While the focus groups included a range of participants recruited from the community, all participants were from one regional centre in Queensland, Australia, and were actively engaged in the management of their condition. Their level of understanding may be greater than that of those who do not participate in support groups or attend regular clinical care. Although only a small proportion of local general practices were accessed for recruitment, participants were evenly distributed for gender. Most participants recalled their experiences from diagnosis to the present, enabling a range of insights to be gained across the disease trajectory. The in-depth data resulting from the focus group discussion provided a wide range of data for the development of a detailed survey. Free text data from the subsequent nation-wide survey (unpublished data, JP, RR, SMcK) did not reveal any new themes, indicating that the views captured by the focus groups were representative of this cohort.
Conclusion
The results of this study suggest that living with haemochromatosis is an individual journey that requires consistent, medically supported self-management strategies guided by a positive attitude and awareness of their condition to achieve optimal disease management.

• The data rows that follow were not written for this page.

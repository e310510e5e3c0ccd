//! Transport helpers shared by the reqwest adapters.

use std::time::Duration;

use reqwest::{Client, Response, StatusCode, Url};

/// User-agent sent on every outbound request.
pub(crate) const USER_AGENT: &str = concat!("pokedex-backend/", env!("CARGO_PKG_VERSION"));

/// Build a reqwest client with the shared user-agent and request timeout.
pub(crate) fn build_client(timeout: Duration) -> Result<Client, reqwest::Error> {
    Client::builder()
        .user_agent(USER_AGENT)
        .timeout(timeout)
        .build()
}

/// Append path segments to `base`, percent-encoding each one.
///
/// A trailing slash on `base` is ignored so `https://host/api/v2/` and
/// `https://host/api/v2` resolve to the same endpoint.
pub(crate) fn join_segments(base: &Url, segments: &[&str]) -> Result<Url, String> {
    let mut url = base.clone();
    {
        let mut path = url
            .path_segments_mut()
            .map_err(|()| format!("base url {base} cannot carry path segments"))?;
        path.pop_if_empty();
        path.extend(segments);
    }
    Ok(url)
}

/// Drain a response into its status and body bytes.
pub(crate) async fn read_response(
    response: Response,
) -> Result<(StatusCode, Vec<u8>), reqwest::Error> {
    let status = response.status();
    let body = response.bytes().await?;
    Ok((status, body.to_vec()))
}

/// Render a non-success status with a short body preview.
pub(crate) fn status_message(status: StatusCode, body: &[u8]) -> String {
    let preview = body_preview(body);
    if preview.is_empty() {
        format!("status {}", status.as_u16())
    } else {
        format!("status {}: {}", status.as_u16(), preview)
    }
}

/// Whether the status means the upstream gave up waiting.
pub(crate) fn is_timeout_status(status: StatusCode) -> bool {
    matches!(
        status,
        StatusCode::REQUEST_TIMEOUT | StatusCode::GATEWAY_TIMEOUT
    )
}

fn body_preview(body: &[u8]) -> String {
    const PREVIEW_CHAR_LIMIT: usize = 160;

    let compact = String::from_utf8_lossy(body)
        .split_whitespace()
        .collect::<Vec<_>>()
        .join(" ");
    if compact.chars().count() > PREVIEW_CHAR_LIMIT {
        let preview = compact.chars().take(PREVIEW_CHAR_LIMIT).collect::<String>();
        format!("{preview}...")
    } else {
        compact
    }
}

Implications for general practice
Doctors should work closely with individuals with haemochromatosis to educate them about the importance of self-management, and help guide the need for venesection therapy. However, further research is still required to measure the impact of self-management on the clinical outcomes of haemochromatosis, especially in rural areas where consistent doctor–patient relationships and access to venesection may be more difficult to maintain.